I listen to a lot of Chet Baker. What follows is a short story about how I feel while listening.
Look at him sitting down in his apartment. A cigarette hangs loosely from his lip. Isn’t that good? I look at his hands. Weathered but strong; his hands seem to be an extension of his soul, they’re perfect. His wrists are delicate, they move in a fine articulate sort of way. his eyes pour into mine. I see the boy I first fell in love with; now husband, Chet. A glance of his can kill me from across the room. It’s like he is there standing before me like an open, unguarded child. He looks at me offering love. He asks if I would like to go into town for breakfast this morning. I love the way he asks me that. Every time he says it he says it like he doesn’t realize I know how lucky I am. We are in love. Chet is a man with lots of love. He loves everything he does. Nobody loves a trumpet, like Chet love a trumpet; I think it’s fair to say no one has ever loved Chet like I love Chet, and Chet loves me. We have the kind of love you can’t get anywhere else. We have the kind of love that takes lovin. Summer night’s I’ll strip naked and feel the cool breeze touch my hips and my breasts. I get naked for him and him for me. I’ll open the veranda door and I’ll open the window in the bathroom and I’ll soak in the tub with a candle and warm whiskey. Chet will sit on the toilet; play the trumpet for me till the water’s no longer hot. Over the years I’ve made my bed into our bed. I’ve had him like a bull; I’ve also had him in my bed, naked, innocent and crying like a cat. head in my-lap he’s cried. I’d sit there running my hand through his greasy jet-black hair. While he cried I watched. His curled toes, his thighs tense, his heart beating fast. I saw all this and loved.
Annie? okay, I’ll admit I loved her first for her looks; but that was only for a second, ok? I mean it. and ok, i’ll admit maybe at first I didn’t realize what she was going to be, but come on… you must admit that kind of a day is not your normal run-of-the-mill kind of day. She just sort of looked at me and said” Who are you? and I said hi, i’m chet. and she said “Who are you Chet?” And I said well I’m working on that but I promise to you that I’ll always be me and she just looked at me, asked me if I meant it, I said yes. She paused for a moment and said: “okay Chet, I’m fine with that so long as you promise not be ever be anyone else.” We both laughed. Ever since that moment we’ve been inseparable. She takes me dancing once a week and I just wait every day for her to come home to hear about it. I don’t know what to say, I love her all the same. She makes my hands and my arms feel good. She gives me the courage to play. I think about her and i think about the way she looks at me. She knows after every single day she has me and glass of something waiting for her at home. We’re partners her and me. I take her to Santa Fe and we listen to Willie Nelson driving through the desert. We’re partners. Souls. We may as well be driving through our lives in black and white. That’s how much all of this means to me.

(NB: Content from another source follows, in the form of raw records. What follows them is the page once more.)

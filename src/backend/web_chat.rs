//! Web chat backend authenticated by a session cookie
//!
//! A conversation is created over HTTP. Each message then opens a websocket to
//! the chat hub, performs the JSON protocol handshake and sends one invocation.
//! The hub answers with JSON records delimited by the `0x1e` record separator:
//! type `1` carries partial text, type `2` the final item, type `3` closes the
//! invocation and type `6` is a keep-alive ping.

use async_trait::async_trait;
use futures::{SinkExt, StreamExt};
use reqwest::{
    header::{HeaderMap, HeaderValue, CONTENT_TYPE, COOKIE},
    Client,
};
use serde::Deserialize;
use serde_json::{json, Value};
use tokio_tungstenite::tungstenite::{
    self, client::IntoClientRequest, http::HeaderValue as WsHeaderValue, Message,
};
use tracing::{debug, error, warn};

use crate::backend::traits::{ChatBackend, ProgressFn};
use crate::backend::transport::NetworkTransport;
use crate::backend::types::{
    BackendKind, ChatMessage, ConversationContext, SendContext, SendOptions, INCOMPLETE_STREAM,
};
use crate::error::{AppError, Result};

pub const DEFAULT_WEB_CHAT_URL: &str = "https://www.bing.com";
pub const DEFAULT_CHAT_HUB_URL: &str = "wss://sydney.bing.com/sydney/ChatHub";

const RECORD_SEPARATOR: u8 = 0x1e;

#[derive(Debug, Clone)]
pub struct WebChatOptions {
    pub cookie: String,
    pub base_url: String,
    pub hub_url: String,
    pub transport: NetworkTransport,
}

impl WebChatOptions {
    pub fn new(cookie: impl Into<String>) -> Self {
        Self {
            cookie: cookie.into(),
            base_url: DEFAULT_WEB_CHAT_URL.to_string(),
            hub_url: DEFAULT_CHAT_HUB_URL.to_string(),
            transport: NetworkTransport::Direct,
        }
    }
}

#[derive(Debug, Deserialize)]
#[serde(rename_all = "camelCase")]
struct CreatedConversation {
    conversation_id: String,
    client_id: String,
    conversation_signature: String,
    #[serde(default)]
    result: Option<InvocationResult>,
}

#[derive(Debug, Deserialize)]
struct InvocationResult {
    #[serde(default)]
    value: String,
    #[serde(default)]
    message: Option<String>,
}

/// Session state needed for one invocation
#[derive(Debug, Clone)]
struct Session {
    conversation_id: String,
    client_id: String,
    conversation_signature: String,
    invocation_id: u32,
}

impl Session {
    fn from_context(context: ConversationContext) -> Option<Self> {
        Some(Self {
            conversation_id: context.conversation_id?,
            client_id: context.client_id?,
            conversation_signature: context.conversation_signature?,
            invocation_id: context.invocation_id.unwrap_or(0),
        })
    }
}

/// Serialize one hub record, separator included
fn record(value: &Value) -> String {
    format!("{}{}", value, char::from(RECORD_SEPARATOR))
}

/// Split complete records off the front of `buffer`, leaving any partial record.
///
/// Splitting happens on raw bytes, so a character spread over two frames is only
/// decoded once its record is complete.
pub fn drain_records(buffer: &mut Vec<u8>) -> Result<Vec<String>> {
    let mut records = Vec::new();
    while let Some(pos) = buffer.iter().position(|b| *b == RECORD_SEPARATOR) {
        let mut raw: Vec<u8> = buffer.drain(..=pos).collect();
        raw.pop();
        let text = String::from_utf8(raw)
            .map_err(|e| AppError::backend(None, format!("Invalid chat hub record: {}", e)))?;
        let text = text.trim();
        if !text.is_empty() {
            records.push(text.to_string());
        }
    }
    Ok(records)
}

fn hub_error(e: tungstenite::Error) -> AppError {
    AppError::backend(None, format!("Chat hub error: {}", e))
}

/// Text of the last bot-authored message in a list of hub messages
fn bot_text(messages: Option<&Value>) -> Option<(String, Option<String>)> {
    messages?
        .as_array()?
        .iter()
        .rev()
        .find(|m| m.get("author").and_then(Value::as_str) == Some("bot"))
        .and_then(|m| {
            let text = m.get("text").and_then(Value::as_str)?.to_string();
            let id = m.get("messageId").and_then(Value::as_str).map(String::from);
            Some((text, id))
        })
}

/// Client for the web chat API
pub struct WebChatBackend {
    client: Client,
    cookie: String,
    base_url: String,
    hub_url: String,
}

impl WebChatBackend {
    pub fn new(options: WebChatOptions) -> Result<Self> {
        if options.transport != NetworkTransport::Direct {
            warn!(transport = ?options.transport, "Chat hub websocket connects directly; proxy applies to conversation creation only");
        }
        Ok(Self {
            client: options.transport.build_client()?,
            cookie: options.cookie,
            base_url: options.base_url.trim_end_matches('/').to_string(),
            hub_url: options.hub_url,
        })
    }

    fn cookie_header(&self) -> String {
        if self.cookie.contains(';') {
            self.cookie.clone()
        } else {
            format!("_U={}", self.cookie)
        }
    }

    fn get_headers(&self) -> HeaderMap {
        let mut headers = HeaderMap::new();
        headers.insert(CONTENT_TYPE, HeaderValue::from_static("application/json"));
        if let Ok(value) = HeaderValue::from_str(&self.cookie_header()) {
            headers.insert(COOKIE, value);
        }
        headers
    }

    async fn create_conversation(&self, options: &SendOptions) -> Result<Session> {
        let url = format!("{}/turing/conversation/create", self.base_url);
        debug!(url = %url, "Creating web chat conversation");

        let request = self.client.get(&url).headers(self.get_headers());
        let response = options.apply_timeout(request).send().await?;

        if !response.status().is_success() {
            let status = response.status();
            let body = response.text().await.unwrap_or_default();
            error!(status = %status, "Web chat conversation creation failed");
            return Err(AppError::backend(
                Some(status.as_u16()),
                format!("Unable to create conversation ({}): {}", status.as_u16(), body),
            ));
        }

        let created: CreatedConversation = response.json().await.map_err(|e| {
            AppError::backend(None, format!("Unexpected conversation response: {}", e))
        })?;

        if let Some(result) = created.result.filter(|r| r.value != "Success") {
            return Err(AppError::backend(
                None,
                result
                    .message
                    .unwrap_or_else(|| format!("Unable to create conversation: {}", result.value)),
            ));
        }

        Ok(Session {
            conversation_id: created.conversation_id,
            client_id: created.client_id,
            conversation_signature: created.conversation_signature,
            invocation_id: 0,
        })
    }

    fn invocation(text: &str, session: &Session) -> String {
        record(&json!({
            "arguments": [{
                "source": "cib",
                "optionsSets": ["nlu_direct_response_filter", "deepleo", "enable_debug_commands", "disable_emoji_spoken_text", "responsible_ai_policy_235", "enablemm"],
                "isStartOfSession": session.invocation_id == 0,
                "message": {
                    "author": "user",
                    "inputMethod": "Keyboard",
                    "text": text,
                    "messageType": "Chat",
                },
                "conversationSignature": session.conversation_signature,
                "participant": { "id": session.client_id },
                "conversationId": session.conversation_id,
            }],
            "invocationId": session.invocation_id.to_string(),
            "target": "chat",
            "type": 4,
        }))
    }

    /// Run one invocation over the hub websocket, filling `result` as records arrive
    async fn exchange(
        &self,
        text: &str,
        session: &Session,
        on_progress: Option<ProgressFn<'_>>,
        result: &mut ChatMessage,
    ) -> Result<()> {
        let mut request = self.hub_url.as_str().into_client_request().map_err(hub_error)?;
        if let Ok(value) = WsHeaderValue::from_str(&self.cookie_header()) {
            request.headers_mut().insert("cookie", value);
        }

        let (mut socket, _) = tokio_tungstenite::connect_async(request)
            .await
            .map_err(hub_error)?;
        socket
            .send(Message::Text(record(&json!({ "protocol": "json", "version": 1 }))))
            .await
            .map_err(hub_error)?;

        let mut buffer = Vec::new();
        let mut invoked = false;
        let mut finished = false;

        'hub: while let Some(message) = socket.next().await {
            match message.map_err(hub_error)? {
                Message::Text(chunk) => buffer.extend_from_slice(chunk.as_bytes()),
                Message::Binary(bytes) => buffer.extend_from_slice(&bytes),
                Message::Close(_) => break,
                _ => continue,
            }

            for record_text in drain_records(&mut buffer)? {
                let Ok(frame) = serde_json::from_str::<Value>(&record_text) else {
                    continue;
                };
                match frame.get("type").and_then(Value::as_u64) {
                    None if !invoked => {
                        socket
                            .send(Message::Text(record(&json!({ "type": 6 }))))
                            .await
                            .map_err(hub_error)?;
                        socket
                            .send(Message::Text(Self::invocation(text, session)))
                            .await
                            .map_err(hub_error)?;
                        invoked = true;
                    }
                    Some(1) => {
                        let messages = frame.pointer("/arguments/0/messages");
                        if let Some((partial, id)) = bot_text(messages) {
                            result.text = partial;
                            if let Some(id) = id {
                                result.id = id;
                            }
                            if let Some(progress) = on_progress {
                                progress(result);
                            }
                        }
                    }
                    Some(2) => {
                        let item = frame.get("item").cloned().unwrap_or(Value::Null);
                        if let Some(status) = item.get("result") {
                            if status.get("value").and_then(Value::as_str) != Some("Success") {
                                let message = status
                                    .get("message")
                                    .and_then(Value::as_str)
                                    .unwrap_or("Web chat invocation failed");
                                return Err(AppError::backend(None, message));
                            }
                        }
                        if let Some((text, id)) = bot_text(item.get("messages")) {
                            result.text = text;
                            if let Some(id) = id {
                                result.id = id;
                            }
                        }
                        result.detail = Some(item);
                        finished = true;
                        break 'hub;
                    }
                    Some(3) => {
                        finished = true;
                        break 'hub;
                    }
                    Some(6) => {
                        socket
                            .send(Message::Text(record(&json!({ "type": 6 }))))
                            .await
                            .map_err(hub_error)?;
                    }
                    Some(7) => {
                        let message = frame
                            .get("error")
                            .and_then(Value::as_str)
                            .unwrap_or("Chat hub closed the connection");
                        return Err(AppError::backend(None, message));
                    }
                    _ => {}
                }
            }
        }

        if let Err(e) = socket.close(None).await {
            debug!(error = %e, "Chat hub close failed");
        }

        if !finished {
            return Err(AppError::backend(None, INCOMPLETE_STREAM));
        }
        Ok(())
    }
}

#[async_trait]
impl ChatBackend for WebChatBackend {
    fn kind(&self) -> BackendKind {
        BackendKind::BingChat
    }

    async fn send_message(
        &self,
        text: &str,
        options: SendOptions,
        on_progress: Option<ProgressFn<'_>>,
    ) -> Result<ChatMessage> {
        let existing = match options.context.clone() {
            SendContext::Conversation(context) => Session::from_context(context),
            _ => None,
        };
        let session = match existing {
            Some(session) => session,
            None => self.create_conversation(&options).await?,
        };

        debug!(conversation = %session.conversation_id, invocation = session.invocation_id, "Sending web chat invocation");

        let mut result = ChatMessage {
            id: uuid::Uuid::new_v4().to_string(),
            role: "bot".to_string(),
            conversation_id: Some(session.conversation_id.clone()),
            client_id: Some(session.client_id.clone()),
            conversation_signature: Some(session.conversation_signature.clone()),
            invocation_id: Some(session.invocation_id + 1),
            ..Default::default()
        };

        let exchange = self.exchange(text, &session, on_progress, &mut result);
        match options.timeout {
            Some(timeout) => tokio::time::timeout(timeout, exchange).await.map_err(|_| {
                AppError::backend(
                    None,
                    format!("Web chat timed out after {} ms", timeout.as_millis()),
                )
            })??,
            None => exchange.await?,
        }

        Ok(result)
    }
}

Feeling washed out by the sun we both are dressed light. it’s a perfect day to enjoy. the kind of summer day where the plants and the vegetation and the asphalt seem to be radiating color; everything slightly amplified. We aren’t in the middle of things and we aren’t no-where. our lives meaningless to everyone but us. Chet has a tiny old convertible that probably wouldn’t drive much past 80 miles before it breaks down. He keeps in serviceable condition for days like this. I must admit it feels exhilarating and I even encourage him. I’ll put on a bonnet and take pictures of us for later in our lives and I’ll point to him and say: Look! how we were happy! I imagine him looking back and telling me “We still are” and I’ll believe him. I won’t tell anyone else this but on these kind of days I’ll leave the top button of my blouse unbuttoned; it’s for him, I catch him looking. His hand is placed on my exposed knee while wearing my white shorts; The wind hits my face and it all feels good.
Sometimes I would wander throughout america. on a bike, just lost; trying to find myself. I think Annie sort of saved me. even though I hadn’t even met her yet. I know that sounds so crazy. I would listen to music and I would cry I was so lonely. I was a true believer and I had no idea that you could meet a person and feel that way. I grew up on the road, matured on the road. I became a man sleepin in the dirt and I would cry and look at the stars. when I met Annie I finally met someone worth crying for. She was a sunset. She encompassed my life in shades of red and purple. She is the only person I let my guard down for. Even here, I’m not completely honest. I’m telling you truths of a kind but only Annie knows the real truth, my truth; and if nothing else, she is the only person on this earth who is going to have ever lived knowing the real truth. That’s an intimacy I’ll never give to anyone else, even you, with no desire to offend.
We’re sitting down and having coffee. I feel like we are in a movie. Everyone else is out of focus, extras except for us; we are clearly and sharply defined. he has on a red shirt and mustard orange pants and some comfortable shoes. Sometimes when he isn’t around I’ll orgasm to the thought of us having children together. I think of how he will be to them. I think of how he will hold me and how he will hold my children. Life is good. I’ll have another cup.